We are constantly being rained on by bio-detritus from around the world — from dandruff and algae to pollen and fungi, bacteria, and viruses. Ruprecht Jaenicke of the Institute of Atmospheric Physics at the University of Mainz in Germany analyzed air samples from remote regions. He concluded in Science in 2005 that as much as a quarter of the aerosols in the atmosphere are of biological rather than geological origin.

Some bugs bring diseases, of course. Gene Shinn of the U.S. Geological Survey in St. Petersburg, Florida first reported in 1999 that outbreaks of major coral diseases afflicting the Caribbean coincided with dust storms. One culprit was a soil fungus called Aspergillus sydowii that killed most of the region’s sea fans, a form of soft coral.

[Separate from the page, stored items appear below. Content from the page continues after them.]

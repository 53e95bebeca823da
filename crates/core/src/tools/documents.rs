//! # Document Tools
//!
//! Named markdown artifacts in a flat output directory, keyed by filename
//! stem. The Document Auditor role reaches them through [`DocumentTools`]
//! while archiving; stage detection and research hand-off read them directly.

use async_trait::async_trait;
use schemars::JsonSchema;
use serde::{Deserialize, Serialize};
use serde_json::{json, Value};
use std::io::ErrorKind;
use std::path::{Path, PathBuf};
use thiserror::Error;

/// Errors raised by a document store
#[derive(Debug, Error)]
pub enum DocumentError {
    #[error("Document '{0}' not found")]
    NotFound(String),

    #[error("Invalid document name '{0}'")]
    InvalidName(String),

    #[error("IO error on {path}: {source}")]
    Io {
        path: PathBuf,
        #[source]
        source: std::io::Error,
    },
}

pub type DocumentResult<T> = std::result::Result<T, DocumentError>;

/// Storage for named markdown artifacts
#[async_trait]
pub trait DocumentStore: Send + Sync {
    /// Create or overwrite `name`, returning the written path
    async fn write(&self, name: &str, content: &str) -> DocumentResult<PathBuf>;

    async fn read(&self, name: &str) -> DocumentResult<String>;

    /// Filenames in the store; empty when the store does not exist yet
    async fn list(&self) -> DocumentResult<Vec<String>>;

    async fn delete(&self, name: &str) -> DocumentResult<()>;
}

/// Filename stem for `name`: `.md` suffix removed, path components rejected
pub fn document_stem(name: &str) -> DocumentResult<String> {
    let trimmed = name.trim();
    let stem = trimmed
        .strip_suffix(".md")
        .or_else(|| trimmed.strip_suffix(".MD"))
        .unwrap_or(trimmed)
        .trim();

    if stem.is_empty() || stem.contains('/') || stem.contains('\\') || stem.contains("..") {
        return Err(DocumentError::InvalidName(name.to_string()));
    }
    Ok(stem.to_string())
}

/// Document store rooted at a directory on disk
#[derive(Debug, Clone)]
pub struct FsDocumentStore {
    root: PathBuf,
}

impl FsDocumentStore {
    pub fn new(root: impl Into<PathBuf>) -> Self {
        Self { root: root.into() }
    }

    fn path_for(&self, name: &str) -> DocumentResult<PathBuf> {
        let stem = document_stem(name)?;
        Ok(self.root.join(format!("{}.md", stem)))
    }
}

fn io_error(path: &Path, source: std::io::Error) -> DocumentError {
    DocumentError::Io {
        path: path.to_path_buf(),
        source,
    }
}

#[async_trait]
impl DocumentStore for FsDocumentStore {
    async fn write(&self, name: &str, content: &str) -> DocumentResult<PathBuf> {
        let path = self.path_for(name)?;
        tokio::fs::create_dir_all(&self.root)
            .await
            .map_err(|e| io_error(&self.root, e))?;
        tokio::fs::write(&path, content)
            .await
            .map_err(|e| io_error(&path, e))?;

        tracing::info!(path = %path.display(), bytes = content.len(), "Document written");
        Ok(path)
    }

    async fn read(&self, name: &str) -> DocumentResult<String> {
        let path = self.path_for(name)?;
        match tokio::fs::read_to_string(&path).await {
            Ok(content) => Ok(content),
            Err(e) if e.kind() == ErrorKind::NotFound => Err(DocumentError::NotFound(name.to_string())),
            Err(e) => Err(io_error(&path, e)),
        }
    }

    async fn list(&self) -> DocumentResult<Vec<String>> {
        let mut entries = match tokio::fs::read_dir(&self.root).await {
            Ok(entries) => entries,
            Err(e) if e.kind() == ErrorKind::NotFound => return Ok(Vec::new()),
            Err(e) => return Err(io_error(&self.root, e)),
        };

        let mut files = Vec::new();
        while let Some(entry) = entries
            .next_entry()
            .await
            .map_err(|e| io_error(&self.root, e))?
        {
            let is_file = entry
                .file_type()
                .await
                .map(|t| t.is_file())
                .unwrap_or(false);
            if is_file {
                files.push(entry.file_name().to_string_lossy().to_string());
            }
        }
        files.sort();
        Ok(files)
    }

    async fn delete(&self, name: &str) -> DocumentResult<()> {
        let path = self.path_for(name)?;
        match tokio::fs::remove_file(&path).await {
            Ok(()) => {
                tracing::info!(path = %path.display(), "Document deleted");
                Ok(())
            }
            Err(e) if e.kind() == ErrorKind::NotFound => Err(DocumentError::NotFound(name.to_string())),
            Err(e) => Err(io_error(&path, e)),
        }
    }
}

/// A document tool call, as emitted by the Document Auditor role
#[derive(Debug, Clone, PartialEq, Eq, Serialize, Deserialize, JsonSchema)]
#[serde(tag = "operation", rename_all = "snake_case")]
pub enum DocumentCommand {
    Write { filename: String, content: String },
    Read { filename: String },
    List,
    Delete { filename: String },
}

impl DocumentCommand {
    pub fn operation(&self) -> &'static str {
        match self {
            DocumentCommand::Write { .. } => "write",
            DocumentCommand::Read { .. } => "read",
            DocumentCommand::List => "list",
            DocumentCommand::Delete { .. } => "delete",
        }
    }
}

/// Tool surface over a [`DocumentStore`].
///
/// Every call answers with a JSON object carrying `status` ("success" or
/// "error") and one of `path`, `content`, `files`, `message`.
pub struct DocumentTools<'a> {
    store: &'a dyn DocumentStore,
}

impl<'a> DocumentTools<'a> {
    pub fn new(store: &'a dyn DocumentStore) -> Self {
        Self { store }
    }

    pub async fn dispatch(&self, command: &DocumentCommand) -> Value {
        match command {
            DocumentCommand::Write { filename, content } => {
                match self.store.write(filename, content).await {
                    Ok(path) => json!({
                        "status": "success",
                        "path": path.display().to_string(),
                        "message": format!("文件已保存: {}", path.display())
                    }),
                    Err(e) => error_response(&e),
                }
            }
            DocumentCommand::Read { filename } => match self.store.read(filename).await {
                Ok(content) => json!({ "status": "success", "content": content }),
                Err(e) => error_response(&e),
            },
            DocumentCommand::List => match self.store.list().await {
                Ok(files) => json!({ "status": "success", "files": files }),
                Err(e) => error_response(&e),
            },
            DocumentCommand::Delete { filename } => match self.store.delete(filename).await {
                Ok(()) => json!({
                    "status": "success",
                    "message": format!("文件已删除: {}", filename)
                }),
                Err(e) => error_response(&e),
            },
        }
    }
}

fn error_response(error: &DocumentError) -> Value {
    tracing::warn!(error = %error, "Document tool call failed");
    json!({ "status": "error", "message": error.to_string() })
}

#[cfg(test)]
mod tests {
    use super::*;

    #[test]
    fn test_document_stem() {
        assert_eq!(document_stem("PRD_v1").unwrap(), "PRD_v1");
        assert_eq!(document_stem("PRD_v1.md").unwrap(), "PRD_v1");
        assert!(matches!(
            document_stem("../escape"),
            Err(DocumentError::InvalidName(_))
        ));
        assert!(document_stem("a/b").is_err());
        assert!(document_stem(".md").is_err());
    }

    #[tokio::test]
    async fn test_write_creates_directory_and_overwrites() {
        let dir = tempfile::tempdir().unwrap();
        let store = FsDocumentStore::new(dir.path().join("outputs"));

        let path = store.write("PRD_v1", "first").await.unwrap();
        assert!(path.ends_with("PRD_v1.md"));
        store.write("PRD_v1.md", "second").await.unwrap();

        assert_eq!(store.read("PRD_v1").await.unwrap(), "second");
        assert_eq!(store.list().await.unwrap(), vec!["PRD_v1.md".to_string()]);
    }

    #[tokio::test]
    async fn test_missing_documents() {
        let dir = tempfile::tempdir().unwrap();
        let store = FsDocumentStore::new(dir.path());

        assert!(matches!(
            store.read("nope").await,
            Err(DocumentError::NotFound(_))
        ));
        assert!(matches!(
            store.delete("nope").await,
            Err(DocumentError::NotFound(_))
        ));
    }

    #[tokio::test]
    async fn test_list_absent_directory_is_empty() {
        let dir = tempfile::tempdir().unwrap();
        let store = FsDocumentStore::new(dir.path().join("missing"));
        assert!(store.list().await.unwrap().is_empty());
    }

    #[tokio::test]
    async fn test_dispatch_responses() {
        let dir = tempfile::tempdir().unwrap();
        let store = FsDocumentStore::new(dir.path());
        let tools = DocumentTools::new(&store);

        let command: DocumentCommand = serde_json::from_value(json!({
            "operation": "write",
            "filename": "PRD_v1",
            "content": "# PRD"
        }))
        .unwrap();
        let written = tools.dispatch(&command).await;
        assert_eq!(written["status"], "success");
        assert!(written["path"].as_str().unwrap().ends_with("PRD_v1.md"));

        let read = tools
            .dispatch(&DocumentCommand::Read {
                filename: "PRD_v1".to_string(),
            })
            .await;
        assert_eq!(read["content"], "# PRD");

        let listed = tools.dispatch(&DocumentCommand::List).await;
        assert_eq!(listed["files"], json!(["PRD_v1.md"]));

        let deleted = tools
            .dispatch(&DocumentCommand::Delete {
                filename: "PRD_v1".to_string(),
            })
            .await;
        assert_eq!(deleted["status"], "success");

        let missing = tools
            .dispatch(&DocumentCommand::Read {
                filename: "PRD_v1".to_string(),
            })
            .await;
        assert_eq!(missing["status"], "error");
        assert!(missing["message"].as_str().unwrap().contains("not found"));
    }
}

The pathogens — Shinn found 130 species in all — mostly showed up when the wind was from the east, bringing Sahara sand across the Atlantic. Roughly a billion tons of African dust settles on the Caribbean some years. The fungus that kills sea fans first arrived in 1983, when an intense drought in the Sahara sent dust clouds billowing across the Atlantic.

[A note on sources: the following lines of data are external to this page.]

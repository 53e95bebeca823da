//! # Agentic PM Skills
//!
//! Everything that talks to an LLM role, and the parsers that read what the
//! roles say back.
//!
//! ## Architecture
//!
//! ```text
//! PhaseManager / Orchestrator
//!   └── Skills (admission, auditor, archive, router)
//!         └── RoleInvoker (host-provided)
//! ```
//!
//! **Parsers:**
//! - `json_extract` - First balanced JSON object in noisy text
//! - `signals` - Dialogue completion markers
//!
//! **Skills:**
//! - `AdmissionSkill` - Gatekeeper for new discovery requests
//! - `QualityAuditor` - Scoring and archive-or-reject decision
//! - `DocumentArchiver` - Persists accepted artifacts
//! - `RuleBasedRouter` / `LlmRouter` - Per-turn phase selection

pub mod json_extract;
pub mod roles;
pub mod signals;

pub mod admission_skill;
pub mod archive_skill;
pub mod auditor_skill;
pub mod router_skill;

pub use admission_skill::{AdmissionOutcome, AdmissionSkill};
pub use archive_skill::{ArchiveReceipt, DocumentArchiver};
pub use auditor_skill::{AuditDecision, AuditPolicy, AuditReport, QualityAuditor, Verdict};
pub use roles::{ChatMessage, Role, RoleInvoker, RoleOutput, RoleRequest};
pub use router_skill::{
    LlmRouter, RouteContext, RouteDecider, RouteDecision, RouteTarget, RuleBasedRouter,
};
pub use signals::{detect_signal, DialogueSignal, SignalMarkers};
//! # Archive Skill
//!
//! Hands an accepted artifact to the Document Auditor role and persists the
//! result. The role works the document store through [`DocumentTools`], one
//! command per invocation, and sees each tool response before its next call.
//! When no write succeeds, the artifact is written as-is under a timestamped
//! name.

use chrono::Local;
use serde_json::Value;
use std::path::PathBuf;

use super::json_extract::extract_as;
use super::roles::{ChatMessage, RoleInvoker, RoleOutput, RoleRequest};
use crate::tools::documents::{document_stem, DocumentCommand, DocumentStore, DocumentTools};

/// Tool calls allowed per archive request
pub const MAX_TOOL_CALLS: usize = 4;

/// A persisted artifact
#[derive(Debug, Clone, PartialEq, Eq)]
pub struct ArchiveReceipt {
    /// Filename stem
    pub document: String,
    pub path: PathBuf,
}

/// Timestamped fallback stem, e.g. `PRD_20260118_093000`
pub fn fallback_stem(prefix: &str) -> String {
    format!("{}_{}", prefix, Local::now().format("%Y%m%d_%H%M%S"))
}

fn parse_command(output: &RoleOutput) -> Option<DocumentCommand> {
    extract_as::<DocumentCommand>(&output.full_text()).or_else(|| {
        output
            .structured
            .clone()
            .and_then(|v| serde_json::from_value::<DocumentCommand>(v).ok())
    })
}

fn succeeded(response: &Value) -> bool {
    response.get("status").and_then(Value::as_str) == Some("success")
}

pub struct DocumentArchiver;

impl DocumentArchiver {
    /// Format and persist `artifact`. Only a successful write yields a receipt.
    pub async fn archive(
        invoker: &dyn RoleInvoker,
        request: RoleRequest,
        store: &dyn DocumentStore,
        artifact: &str,
        fallback_prefix: &str,
    ) -> anyhow::Result<ArchiveReceipt> {
        let tools = DocumentTools::new(store);
        let mut request = request.with_input(artifact).with_schema::<DocumentCommand>();

        for step in 1..=MAX_TOOL_CALLS {
            let output = invoker.invoke(request.clone()).await?;
            let Some(command) = parse_command(&output) else {
                tracing::warn!(step, "Document auditor gave no command, using fallback name");
                break;
            };

            // An empty write means "store the artifact as given"
            let command = match command {
                DocumentCommand::Write { filename, content } if content.trim().is_empty() => {
                    DocumentCommand::Write {
                        filename,
                        content: artifact.to_string(),
                    }
                }
                other => other,
            };

            let response = tools.dispatch(&command).await;
            tracing::info!(
                step,
                operation = command.operation(),
                success = succeeded(&response),
                "Document tool call"
            );

            if let DocumentCommand::Write { filename, .. } = &command {
                if succeeded(&response) {
                    let path = response
                        .get("path")
                        .and_then(Value::as_str)
                        .map(PathBuf::from)
                        .unwrap_or_default();
                    return Ok(ArchiveReceipt {
                        document: document_stem(filename)?,
                        path,
                    });
                }
            }

            request
                .history
                .push(ChatMessage::assistant(serde_json::to_string(&command)?));
            request.history.push(ChatMessage::user(response.to_string()));
        }

        let document = fallback_stem(fallback_prefix);
        let path = store.write(&document, artifact).await?;
        tracing::info!(document = %document, "Artifact archived under fallback name");
        Ok(ArchiveReceipt { document, path })
    }
}

#[cfg(test)]
mod tests {
    use super::*;
    use crate::models::ModelConfig;
    use crate::skills::roles::testing::ScriptedInvoker;
    use crate::skills::roles::Role;
    use crate::tools::documents::FsDocumentStore;

    fn request() -> RoleRequest {
        RoleRequest::new(Role::DocumentAuditor, ModelConfig::default())
    }

    #[tokio::test]
    async fn test_archive_follows_write_command() {
        let dir = tempfile::tempdir().unwrap();
        let store = FsDocumentStore::new(dir.path());
        let invoker = ScriptedInvoker::new();
        invoker.push(
            "document_auditor",
            r##"{"operation": "write", "filename": "PRD_v1.md", "content": "# 产品需求文档"}"##,
        );

        let receipt = DocumentArchiver::archive(&invoker, request(), &store, "raw", "PRD")
            .await
            .unwrap();
        assert_eq!(receipt.document, "PRD_v1");
        assert_eq!(store.read("PRD_v1").await.unwrap(), "# 产品需求文档");
        assert_eq!(
            invoker.calls_for("document_auditor")[0].input.as_deref(),
            Some("raw")
        );
    }

    #[tokio::test]
    async fn test_archive_fallback_name() {
        let dir = tempfile::tempdir().unwrap();
        let store = FsDocumentStore::new(dir.path());
        let invoker = ScriptedInvoker::new();
        invoker.push("document_auditor", "文档已整理完毕。");

        let receipt = DocumentArchiver::archive(&invoker, request(), &store, "# 总结", "PRD")
            .await
            .unwrap();
        assert!(receipt.document.starts_with("PRD_"));
        assert_eq!(store.read(&receipt.document).await.unwrap(), "# 总结");
    }

    #[tokio::test]
    async fn test_invalid_filename_falls_back() {
        let dir = tempfile::tempdir().unwrap();
        let store = FsDocumentStore::new(dir.path());
        let invoker = ScriptedInvoker::new();
        invoker.push(
            "document_auditor",
            r#"{"operation": "write", "filename": "../PRD", "content": "x"}"#,
        );

        let receipt = DocumentArchiver::archive(&invoker, request(), &store, "artifact", "PRD")
            .await
            .unwrap();
        assert!(receipt.document.starts_with("PRD_"));
        assert_eq!(store.list().await.unwrap().len(), 1);
    }

    #[tokio::test]
    async fn test_tool_responses_reach_the_role() {
        let dir = tempfile::tempdir().unwrap();
        let store = FsDocumentStore::new(dir.path());
        store.write("PRD_draft", "旧草稿").await.unwrap();

        let invoker = ScriptedInvoker::new();
        invoker
            .push("document_auditor", r#"{"operation": "list"}"#)
            .push("document_auditor", r#"{"operation": "delete", "filename": "PRD_draft"}"#)
            .push(
                "document_auditor",
                r#"{"operation": "write", "filename": "PRD_v2", "content": ""}"#,
            );

        let receipt = DocumentArchiver::archive(&invoker, request(), &store, "# 总结", "PRD")
            .await
            .unwrap();
        assert_eq!(receipt.document, "PRD_v2");
        assert!(receipt.path.ends_with("PRD_v2.md"));
        assert_eq!(store.list().await.unwrap(), vec!["PRD_v2.md".to_string()]);
        assert_eq!(store.read("PRD_v2").await.unwrap(), "# 总结");

        let calls = invoker.calls_for("document_auditor");
        assert_eq!(calls.len(), 3);
        assert!(calls[0].history.is_empty());
        assert!(calls[1].history[1].content.contains("PRD_draft.md"));
        assert!(calls[2].history[3].content.contains("success"));
    }

    #[tokio::test]
    async fn test_tool_calls_are_bounded() {
        let dir = tempfile::tempdir().unwrap();
        let store = FsDocumentStore::new(dir.path());
        let invoker = ScriptedInvoker::new();
        for _ in 0..10 {
            invoker.push("document_auditor", r#"{"operation": "list"}"#);
        }

        let receipt = DocumentArchiver::archive(&invoker, request(), &store, "# 总结", "PRD")
            .await
            .unwrap();
        assert!(receipt.document.starts_with("PRD_"));
        assert_eq!(invoker.calls_for("document_auditor").len(), MAX_TOOL_CALLS);
    }

    #[tokio::test]
    async fn test_role_error_propagates() {
        let dir = tempfile::tempdir().unwrap();
        let store = FsDocumentStore::new(dir.path());
        let invoker = ScriptedInvoker::new();
        invoker.push_error("document_auditor", "timeout");

        assert!(DocumentArchiver::archive(&invoker, request(), &store, "x", "PRD")
            .await
            .is_err());
        assert!(store.list().await.unwrap().is_empty());
    }
}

So desertification on one continent can kill coral reefs on another. Presumably dust storms crossing the Pacific from China’s Gobi desert will also be carrying pathogens. Griffin thinks it possible that soybean rusts from the west coast of Africa may also have crossed the Atlantic and infected soybean plants in the Americas. There could be other undiscovered environmental consequences as well.

But many of the particles in atmospheric aerosols are bugs. Air sampled during 17 weeks in 2006 over San Antonio and Austin in Texas yielded 1,800 different types of bacteria. Many may have been locally generated, but not all, according to Gary Andersen, of the Earth Sciences Division at Lawrence Berkeley National Laboratory, who analyzed the air.

His study was commissioned by the Department of Homeland Security as part of its research into possible bioterrorism. “We want to determine the background levels of airborne pathogens and other microbes because only very limited work has been conducted on cataloguing organisms in the air,” Andersen says. “This work underscores how much we don’t know about airborne bacterial populations, or where the bacteria come from.”

The potential for bioterrorism from airborne bacteria is certainly there. The Aspergillus fungus also causes lung disease in humans and has been implicated in asthma outbreaks. Influenza viruses have been tracked traveling by air from mainland China to Taiwan. Griffin says that a major outbreak of foot and mouth disease, the virulent cattle infection, may have reached England in 2001 in airborne dust. There was never any proof, but Griffin said at the time: “Satellite images show a dust cloud moving over the Atlantic and reaching Britain on 13 February. One week later, foot and mouth broke out in the UK. Given that the disease's incubation period is seven days, that is one heck of a coincidence.”

It looks as if bugs in the air may not just be key players in local weather and disease. Scientists are now growing interested in the possibility that bugs in the air may influence global climate.

It’s not so far-fetched. We know that marine algae generate millions of tons of a gas called dimethyl sulphide that converts in the atmosphere into aerosols of sulphuric acid. These in turn form condensation nuclei that may be major causes of cloud formation in remote ocean regions. Some researchers who follow the Gaian theorist James Lovelock have argued that may be a mechanism for controlling planetary temperatures. Researchers such as the University of East Anglia’s Tim Lenton suggest that bugs in the air could be performing a similar role.

But whatever view you take of Gaia, microbes certainly make up a substantial part of the atmospheric aerosol that may be slowing global warming. And since much of the atmospheric bio-aerosol can absorb moisture and nucleate ice and water droplets, they will be making clouds and rain, too.

If, as seems likely, humans are making the atmosphere more dusty — through industrial emissions, deforestation, plowing, and desertification — and are adding large amounts of bio-aerosols into the mix, then this may be another means by which we are changing our atmosphere — and even our climate. We are, it seems, conducting our own impromptu rain dance.